▶ _DATA SUPPLIED_:
[Start of Attachment]
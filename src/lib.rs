//! # patient-grid
//!
//! Collapsible, filterable, sortable, paginated data grids for the terminal
//! screens of a patient-records dashboard, built on
//! [bubbletea-rs](https://github.com/joshka/bubbletea-rs).
//!
//! ## Overview
//!
//! The dashboard shows every collection it handles (insured persons, tasks,
//! medications, hospital stays, work incapacities, rehab measures, case
//! notes) in the same grid component. A grid is a [`grid::Model`] over a row
//! type implementing [`grid::Record`]; it follows the Elm architecture with
//! `update()` and `view()` and never fetches or persists data on its own.
//!
//! ## Features
//!
//! - **Filtering**: per-column text, numeric range and exact date filters plus
//!   a case-insensitive global search
//! - **Sorting**: one column at a time, with date-aware and priority-aware
//!   comparators
//! - **Pagination** with a configurable page-size selector
//! - **Columns** that can be hidden and reordered without touching row data
//! - **Expandable rows** showing nested grids for sub-collections
//! - **Loading** through an async [`fetch::DataSource`] where only the latest
//!   request's result is applied
//!
//! ## Usage
//!
//! ```rust
//! use patient_grid::prelude::*;
//!
//! let mut grid = Model::<Task>::for_record(GridConfig::default()).unwrap();
//! grid.set_rows(vec![Task {
//!     id: "t-1".into(),
//!     title: "Call insurer".into(),
//!     patient_name: Some("Anna Smith".into()),
//!     due_date: Some("02-01-2024".into()),
//!     priority: Priority::High,
//!     assignee: None,
//!     done: false,
//! }]);
//! grid.set_global_filter("smith");
//! assert_eq!(grid.filtered_len(), 1);
//! println!("{}", grid.view());
//! ```
//!
//! ## Integration with bubbletea-rs
//!
//! ```rust
//! use patient_grid::prelude::*;
//! use bubbletea_rs::{Cmd, Model as BubbleTeaModel, Msg};
//!
//! struct App {
//!     people: Model<InsuredPerson>,
//! }
//!
//! impl BubbleTeaModel for App {
//!     fn init() -> (Self, Option<Cmd>) {
//!         let people = Model::for_record(GridConfig::default())
//!             .expect("insured person columns are valid")
//!             .with_title("Insured persons");
//!         (Self { people }, None)
//!     }
//!
//!     fn update(&mut self, msg: Msg) -> Option<Cmd> {
//!         self.people.update(msg)
//!     }
//!
//!     fn view(&self) -> String {
//!         self.people.view()
//!     }
//! }
//! ```
//!
//! ## Focus
//!
//! A dashboard screen shows several grids at once; only the focused one
//! reacts to keys. Data messages are handled regardless of focus.
//!
//! ```rust
//! use patient_grid::prelude::*;
//!
//! let mut grid = Model::<Medication>::for_record(GridConfig::default()).unwrap();
//! assert!(grid.focused());
//! grid.blur();
//! assert!(!grid.focused());
//! let _cmd = grid.focus();
//! assert!(grid.focused());
//! ```
//!
//! ## Logging
//!
//! The crate logs through [`tracing`]; rejected interactions are reported at
//! `debug`, failed loads and mutations at `warn`. Install a subscriber in the
//! application to see them.

pub mod config;
pub mod error;
pub mod fetch;
pub mod grid;
pub mod paginator;
pub mod records;
pub mod value;

pub use error::{FetchError, GridError, GridResult};
pub use value::CellValue;

/// Components that take keyboard focus; grids implement it.
pub use bubbletea_widgets::Component;

/// Commonly used types, re-exported for glob import.
pub mod prelude {
    pub use bubbletea_widgets::key::{Binding, KeyMap};

    pub use crate::config::{GridConfig, Messages};
    pub use crate::error::{FetchError, GridError, GridResult};
    pub use crate::fetch::{
        BoxFuture, DataSource, InvalidateMsg, JsonDataSource, Mutation, RecordMutator,
        RowsLoadedMsg,
    };
    pub use crate::grid::{
        Column, ColumnKind, FilterValue, GridKeyMap, GridStyles, Model, NestedSpec, NestedView,
        NumericRange, Record, RowId, SortDirection,
    };
    pub use crate::records::*;
    pub use crate::value::CellValue;
    pub use crate::Component;
}
//! Row traits and identities shared by the grid submodules.

use super::column::Column;
use super::nested::NestedSpec;

/// Position of a row in the grid's current source collection (before any
/// filtering or sorting).
pub type RowId = usize;

/// Trait for entity types that can be shown as grid rows.
///
/// Each entity kind declares its own columns with typed accessors, so a
/// column can only read fields its row type actually has.
///
/// # Examples
///
/// ```
/// use patient_grid::grid::{Column, Record};
///
/// #[derive(Clone)]
/// struct Allergy {
///     substance: String,
///     since: String,
/// }
///
/// impl Record for Allergy {
///     fn columns() -> Vec<Column<Self>> {
///         vec![
///             Column::text("substance", "Substance", |a: &Allergy| a.substance.as_str().into()),
///             Column::date("since", "Since", |a: &Allergy| patient_grid::CellValue::date(&a.since)),
///         ]
///     }
/// }
/// ```
pub trait Record: Clone + Send + Sync + 'static {
    /// The default column set for this entity kind.
    fn columns() -> Vec<Column<Self>>;

    /// An id that stays the same across reloads, if the entity has one.
    /// Expansion state is keyed by it when present.
    fn stable_id(&self) -> Option<String> {
        None
    }

    /// Sub-collections rendered as nested grids when a row is expanded.
    fn nested() -> Vec<NestedSpec<Self>> {
        Vec::new()
    }
}

/// The identity under which per-row UI state (expansion, nested grids) is
/// stored.
#[derive(Debug, Clone, PartialEq, Eq, Hash)]
pub enum RowKey {
    Index(RowId),
    Stable(String),
}

impl RowKey {
    pub(crate) fn for_row<R: Record>(id: RowId, row: &R) -> Self {
        row.stable_id()
            .map(RowKey::Stable)
            .unwrap_or(RowKey::Index(id))
    }
}

impl From<RowId> for RowKey {
    fn from(id: RowId) -> Self {
        RowKey::Index(id)
    }
}

impl From<&str> for RowKey {
    fn from(id: &str) -> Self {
        RowKey::Stable(id.to_string())
    }
}

/// Which input of the filter row is being edited.
#[derive(Debug, Clone, Copy, PartialEq, Eq)]
pub enum FilterField {
    /// Text or date input.
    Value,
    Min,
    Max,
}

/// Interaction mode of a grid.
#[derive(Debug, Clone, PartialEq, Eq, Default)]
pub enum Mode {
    /// Moving between rows and columns.
    #[default]
    Browse,
    /// Typing into the global search box.
    Search,
    /// Typing into a column filter input.
    EditFilter { key: String, field: FilterField },
    /// The column visibility menu is open.
    ColumnMenu { cursor: usize },
}
//! Styling for the grid.
//!
//! All default styles use `AdaptiveColor`, so the grid reads well on both
//! light and dark terminals. Override individual fields to restyle parts of
//! the grid:
//!
//! ```rust
//! use patient_grid::grid::GridStyles;
//! use lipgloss_extras::prelude::*;
//!
//! let mut styles = GridStyles::default();
//! styles.header = Style::new()
//!     .foreground(AdaptiveColor { Light: "#1a1a1a", Dark: "#ffffff" })
//!     .bold(true);
//! ```

use lipgloss_extras::prelude::*;

/// Marks truncated cell content.
pub const ELLIPSIS: &str = "…";

/// Separates cells within a row.
pub const CELL_SEPARATOR: &str = " │ ";

/// Row marker of a collapsed row.
pub const COLLAPSED: &str = "▸";

/// Row marker of an expanded row.
pub const EXPANDED: &str = "▾";

#[derive(Debug, Clone)]
pub struct GridStyles {
    pub title: Style,
    /// Column labels.
    pub header: Style,
    /// Label of the column the keyboard focus is on.
    pub header_focused: Style,
    /// Label of the column being moved.
    pub header_dragging: Style,
    pub sort_arrow: Style,
    /// The rule under the header.
    pub separator: Style,
    pub cell: Style,
    pub selected_row: Style,
    pub expander: Style,
    pub filter_input: Style,
    /// The input currently being typed into.
    pub filter_input_active: Style,
    pub search_prompt: Style,
    pub nested_title: Style,
    pub no_results: Style,
    pub loading: Style,
    pub error: Style,
    pub status_bar: Style,
    pub rows_per_page: Style,
    pub menu_title: Style,
    pub menu_item: Style,
    pub menu_selected: Style,
}

impl Default for GridStyles {
    fn default() -> Self {
        let subdued_color = AdaptiveColor {
            Light: "#9B9B9B",
            Dark: "#5C5C5C",
        };
        let very_subdued_color = AdaptiveColor {
            Light: "#DDDADA",
            Dark: "#3C3C3C",
        };
        let accent = AdaptiveColor {
            Light: "#EE6FF8",
            Dark: "#EE6FF8",
        };
        let normal = AdaptiveColor {
            Light: "#1a1a1a",
            Dark: "#dddddd",
        };

        Self {
            title: Style::new()
                .background(Color::from("62"))
                .foreground(Color::from("230")),
            header: Style::new().foreground(normal.clone()).bold(true),
            header_focused: Style::new().foreground(accent.clone()).bold(true),
            header_dragging: Style::new()
                .foreground(accent.clone())
                .bold(true)
                .underline(true),
            sort_arrow: Style::new().foreground(AdaptiveColor {
                Light: "#04B575",
                Dark: "#ECFD65",
            }),
            separator: Style::new().foreground(very_subdued_color.clone()),
            cell: Style::new().foreground(normal.clone()),
            selected_row: Style::new().foreground(accent.clone()),
            expander: Style::new().foreground(subdued_color.clone()),
            filter_input: Style::new().foreground(subdued_color.clone()),
            filter_input_active: Style::new().foreground(normal),
            search_prompt: Style::new().foreground(AdaptiveColor {
                Light: "#04B575",
                Dark: "#ECFD65",
            }),
            nested_title: Style::new().foreground(subdued_color.clone()).bold(true),
            no_results: Style::new().foreground(subdued_color.clone()),
            loading: Style::new().foreground(AdaptiveColor {
                Light: "#8E8E8E",
                Dark: "#747373",
            }),
            error: Style::new().foreground(AdaptiveColor {
                Light: "#D70000",
                Dark: "#FF5F5F",
            }),
            status_bar: Style::new().foreground(AdaptiveColor {
                Light: "#A49FA5",
                Dark: "#777777",
            }),
            rows_per_page: Style::new().foreground(subdued_color.clone()),
            menu_title: Style::new().bold(true),
            menu_item: Style::new().foreground(subdued_color.clone()),
            menu_selected: Style::new().foreground(accent),
        }
    }
}
use super::optional_date;
use crate::grid::{Column, Record};
use crate::value::CellValue;
use serde::{Deserialize, Serialize};
use std::fmt;

#[derive(Debug, Clone, Copy, PartialEq, Eq, Default, Serialize, Deserialize)]
#[serde(rename_all = "lowercase")]
pub enum Priority {
    Low,
    #[default]
    Medium,
    High,
}

impl fmt::Display for Priority {
    fn fmt(&self, f: &mut fmt::Formatter<'_>) -> fmt::Result {
        f.write_str(match self {
            Priority::Low => "low",
            Priority::Medium => "medium",
            Priority::High => "high",
        })
    }
}

/// A case worker's to-do item.
#[derive(Debug, Clone, PartialEq, Serialize, Deserialize)]
#[serde(rename_all = "camelCase")]
pub struct Task {
    pub id: String,
    pub title: String,
    #[serde(default)]
    pub patient_name: Option<String>,
    #[serde(default)]
    pub due_date: Option<String>,
    #[serde(default)]
    pub priority: Priority,
    #[serde(default)]
    pub assignee: Option<String>,
    #[serde(default)]
    pub done: bool,
}

impl Record for Task {
    fn columns() -> Vec<Column<Self>> {
        vec![
            Column::text("title", "Task", |t: &Task| t.title.as_str().into()).not_hidable(),
            Column::text("patientName", "Patient", |t: &Task| {
                t.patient_name.as_deref().into()
            }),
            Column::date("dueDate", "Due", |t: &Task| optional_date(&t.due_date)),
            Column::priority("priority", "Priority", |t: &Task| {
                CellValue::text(t.priority.to_string())
            }),
            Column::text("assignee", "Assignee", |t: &Task| t.assignee.as_deref().into()),
            Column::text("done", "Done", |t: &Task| CellValue::Bool(t.done)).not_filterable(),
        ]
    }

    fn stable_id(&self) -> Option<String> {
        Some(self.id.clone())
    }
}
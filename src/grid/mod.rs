//! Collapsible data grid with filtering, sorting, pagination and column
//! management.
//!
//! This module exposes a generic `Model<R: Record>` plus supporting types:
//! - `Record`: implement for an entity type to declare its columns and,
//!   optionally, a stable id and nested sub-collections
//! - `Column`: a keyed, labelled, typed accessor into a row
//! - Submodules for the individual concerns: `filter`, `sort`, `column`,
//!   `expansion`, `nested`, `keys` and `style`
//!
//! ## Derived rows
//!
//! The grid holds its rows in source order. What it shows is derived on every
//! change:
//! 1. **Filter**: rows must pass every active column filter and the global
//!    search. Text matching ignores case; numeric filters are inclusive
//!    ranges; date filters match exactly.
//! 2. **Sort**: a single column at a time, stable, in the direction chosen by
//!    header clicks (default, opposite, cleared). Priority columns start
//!    high-to-low.
//! 3. **Paginate**: the filtered count is split into pages. Changing the
//!    filters keeps the page index; reads clamp it to the last page.
//!
//! ## Per-row state
//!
//! Expansion is remembered per row, keyed by the row's stable id when it has
//! one. A row expanded, filtered out and brought back is still expanded.
//! Each expanded row owns its nested grids, which are full grids with their
//! own filters and sort.
//!
//! ## Columns
//!
//! Columns can be hidden (unless marked not hidable) and reordered, either by
//! index or by a drag on the header. Neither affects row data; hiding a
//! column takes it out of the global search.

pub mod column;
pub mod expansion;
pub mod filter;
pub mod input;
pub mod keys;
pub mod nested;
pub mod sort;
pub mod style;
mod types;

mod api;
mod model;
mod rendering;
mod update;

#[cfg(test)]
mod tests;

pub use column::{Accessor, Column, ColumnKind, ColumnModel, MenuEntry};
pub use expansion::ExpansionState;
pub use filter::{FilterValue, Filters, NumericRange};
pub use keys::GridKeyMap;
pub use model::Model;
pub use nested::{NestedSpec, NestedTable, NestedView};
pub use sort::{CompareFn, Comparator, Registry, SortDirection, SortState};
pub use style::GridStyles;
pub use types::{FilterField, Mode, Record, RowId, RowKey};

use bubbletea_widgets::help;
use bubbletea_widgets::key::{self, KeyMap};

impl<R: Record> help::KeyMap for Model<R> {
    fn short_help(&self) -> Vec<&key::Binding> {
        match self.mode {
            Mode::Browse => {
                let mut bindings = self.keymap.short_help();
                if self.config.show_pagination {
                    bindings.extend(self.paginator.keymap.short_help());
                }
                bindings
            }
            Mode::Search => vec![&self.keymap.accept, &self.keymap.cancel],
            Mode::EditFilter { .. } => vec![
                &self.keymap.accept,
                &self.keymap.cancel,
                &self.keymap.next_field,
            ],
            Mode::ColumnMenu { .. } => vec![
                &self.keymap.cursor_up,
                &self.keymap.cursor_down,
                &self.keymap.toggle_row,
                &self.keymap.move_column_left,
                &self.keymap.move_column_right,
                &self.keymap.cancel,
            ],
        }
    }

    fn full_help(&self) -> Vec<Vec<&key::Binding>> {
        let mut groups = self.keymap.full_help();
        if self.config.show_pagination {
            groups.extend(self.paginator.keymap.full_help());
        }
        groups
    }
}
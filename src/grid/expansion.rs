//! Per-row expanded/collapsed state.

use super::types::RowKey;
use std::collections::HashMap;

/// Tracks which rows of one grid are expanded.
///
/// Rows not in the map read as collapsed. Entries for rows that are filtered
/// out stay around untouched, so clearing the filter shows those rows
/// expanded again.
#[derive(Debug, Clone, Default)]
pub struct ExpansionState {
    expanded: HashMap<RowKey, bool>,
}

impl ExpansionState {
    pub fn new() -> Self {
        Self::default()
    }

    /// Flips the state of `key` and returns the new state.
    pub fn toggle(&mut self, key: impl Into<RowKey>) -> bool {
        let entry = self.expanded.entry(key.into()).or_insert(false);
        *entry = !*entry;
        *entry
    }

    pub fn set_expanded(&mut self, key: impl Into<RowKey>, expanded: bool) {
        self.expanded.insert(key.into(), expanded);
    }

    pub fn is_expanded(&self, key: &RowKey) -> bool {
        self.expanded.get(key).copied().unwrap_or(false)
    }

    pub fn collapse_all(&mut self) {
        self.expanded.clear();
    }

    /// Keys of all expanded rows.
    pub fn expanded_keys(&self) -> impl Iterator<Item = &RowKey> {
        self.expanded
            .iter()
            .filter(|(_, &open)| open)
            .map(|(key, _)| key)
    }

    pub fn expanded_count(&self) -> usize {
        self.expanded_keys().count()
    }
}

#[cfg(test)]
mod tests {
    use super::*;

    #[test]
    fn test_unknown_row_is_collapsed() {
        let state = ExpansionState::new();
        assert!(!state.is_expanded(&RowKey::Index(3)));
    }

    #[test]
    fn test_toggle_flips() {
        let mut state = ExpansionState::new();
        assert!(state.toggle(2usize));
        assert!(state.is_expanded(&RowKey::Index(2)));
        assert!(!state.toggle(2usize));
        assert!(!state.is_expanded(&RowKey::Index(2)));
    }

    #[test]
    fn test_stable_keys_are_independent_of_index() {
        let mut state = ExpansionState::new();
        state.toggle("task-7");
        assert!(state.is_expanded(&RowKey::Stable("task-7".into())));
        assert!(!state.is_expanded(&RowKey::Index(7)));
    }

    #[test]
    fn test_collapse_all() {
        let mut state = ExpansionState::new();
        state.toggle(1usize);
        state.set_expanded(4usize, true);
        assert_eq!(state.expanded_count(), 2);
        state.collapse_all();
        assert_eq!(state.expanded_count(), 0);
    }
}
[End of Attachment]
▶ _PROBLEM STATEMENT_: Exactly the lines running from the top of the records to the line that contains "grids for sub-collections", inclusive, must be set down, and nothing more.

▶ _SOLVED PROBLEM_:
filename src/lib.rs
//! # patient-grid
//!
//! Collapsible, filterable, sortable, paginated data grids for the terminal
//! screens of a patient-records dashboard, built on
//! [bubbletea-rs](https://github.com/joshka/bubbletea-rs).
//!
//! ## Overview
//!
//! The dashboard shows every collection it handles (insured persons, tasks,
//! medications, hospital stays, work incapacities, rehab measures, case
//! notes) in the same grid component. A grid is a [`grid::Model`] over a row
//! type implementing [`grid::Record`]; it follows the Elm architecture with
//! `update()` and `view()` and never fetches or persists data on its own.
//!
//! ## Features
//!
//! - **Filtering**: per-column text, numeric range and exact date filters plus
//!   a case-insensitive global search
//! - **Sorting**: one column at a time, with date-aware and priority-aware
//!   comparators
//! - **Pagination** with a configurable page-size selector
//! - **Columns** that can be hidden and reordered without touching row data
//! - **Expandable rows** showing nested grids for sub-collections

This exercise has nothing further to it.